How do I calculate the impedance of a differential pair on a PCB at multi-GHz data rates? The differential impedance is determined by the trace geometry, dielectric properties, and coupling between the two traces, and must be precisely controlled for high-speed signal integrity: (1) Differential impedance definition: Z_diff = 2 × Z_single × (1 - k), where Z_single is the single-ended characteristic impedance and k is the coupling coefficient between the two traces (0 = no coupling, 1 = perfect coupling). Typical targets: 100 ohm differential (50 ohm single-ended per trace) for most standards (USB, PCIe, Ethernet). 85 ohm differential for some legacy protocols. 90 ohm differential for HDMI. (2) Key geometry parameters: stripline: traces sandwiched between two ground planes. More consistent impedance (shielded by ground planes on both sides). Typical for inner-layer differential pairs. Microstrip: traces on the outer layer with one ground plane below. Higher impedance for the same geometry (vs stripline, due to partial air dielectric). Z_diff depends on: trace width (W), trace spacing (S), dielectric height (H), and dielectric constant (Dk). For 100 ohm differential stripline: W ≈ 4 mil, S ≈ 5 mil, H ≈ 4 mil (each side), Dk = 3.5 (FR-4). These values scale with the substrate: low-loss materials (Dk 3.0-3.2) require wider traces for the same impedance. (3) Frequency dependence at multi-GHz: at DC-1 GHz: the impedance is well-predicted by 2D cross-section models (assuming TEM mode). At 10+ GHz: the dielectric constant (Dk) and loss tangent (Df) become frequency-dependent. Dk decreases by 3-8% from 1 GHz to 25 GHz for standard FR-4. This Dk variation changes the impedance by 2-4% over frequency. Roughness: copper surface roughness causes the effective conductor length to increase at high frequencies, adding impedance and loss. Standard FR-4: copper roughness (Rz) = 3-6 μm. Low-loss laminates: smooth copper (Rz < 1 μm) → better impedance consistency at > 10 GHz. (4) Calculation tools: 2D field solvers: Polar Instruments Si9000, Altium Impedance Calculator, HyperLynx. These solve the electromagnetic cross-section and compute Z_diff, Z_single, and propagation delay. 3D field solvers (for discontinuities): ANSYS HFSS, Dassault CST, Cadence Clarity. Manufacturer specifications: PCB fabricators (e.g., TTM, AT&S) provide impedance calculators based on their specific materials and processes.
Category: Signal Integrity and High Speed Digital
Updated: April 2026
Product Tie-In: PCB Materials, Connectors, Test Equipment

Differential Pair Impedance

Precise impedance control is the foundation of high-speed PCB design, and even small impedance variations cause reflections that degrade signal integrity.

Common Questions

Frequently Asked Questions

Why 100 ohm differential?

100 ohm was selected as the standard because: it provides a good balance between trace width and spacing (neither too narrow nor too wide). It matches the characteristic impedance of most high-speed I/O driver circuits. 50 ohm single-ended × 2 = 100 ohm (simplifies impedance matching). Nearly all modern SerDes standards (PCIe 5.0/6.0, USB4, 400G Ethernet, DDR5) specify 100 ohm differential impedance.

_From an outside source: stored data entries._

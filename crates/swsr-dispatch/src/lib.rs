//! Navigation interception and render dispatch.
//!
//! This crate decides how each intercepted request is answered:
//! - `Dispatcher` - Renders matching navigations, fails open to the network
//! - `ModeSelector` - Once-per-process render mode selection
//! - `RouteMatcher` - Navigation and path pattern matching
//! - `Host` - The environment the interceptor runs in

mod dispatcher;
mod host;
mod mode;
mod route;

pub use dispatcher::*;
pub use host::*;
pub use mode::*;
pub use route::*;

How does spacing affect differential impedance?

Tighter spacing (smaller S): increases coupling (higher k), reduces Z_diff. Example: S = 5 mil → Z_diff = 100 ohm. S = 15 mil → Z_diff ≈ 96 ohm. This is counter-intuitive: wider spacing makes the two traces behave more like independent 50 ohm lines (Z_diff → 100 ohm), while tight spacing couples them (Z_diff < 100 ohm). For heavily coupled pairs: the common-mode impedance also changes, affecting common-mode noise rejection.

Do I need a 2D field solver?

For data rates below 5 Gbps: approximate formulas (Johnson, Wadell, or IPC-2141 equations) are adequate. Above 5 Gbps: a 2D field solver is recommended (accounts for conductor shape, etch factor, solder mask effect). Above 25 Gbps: a 3D field solver may be needed for discontinuities (via transitions, BGA breakout) that the 2D solver cannot model.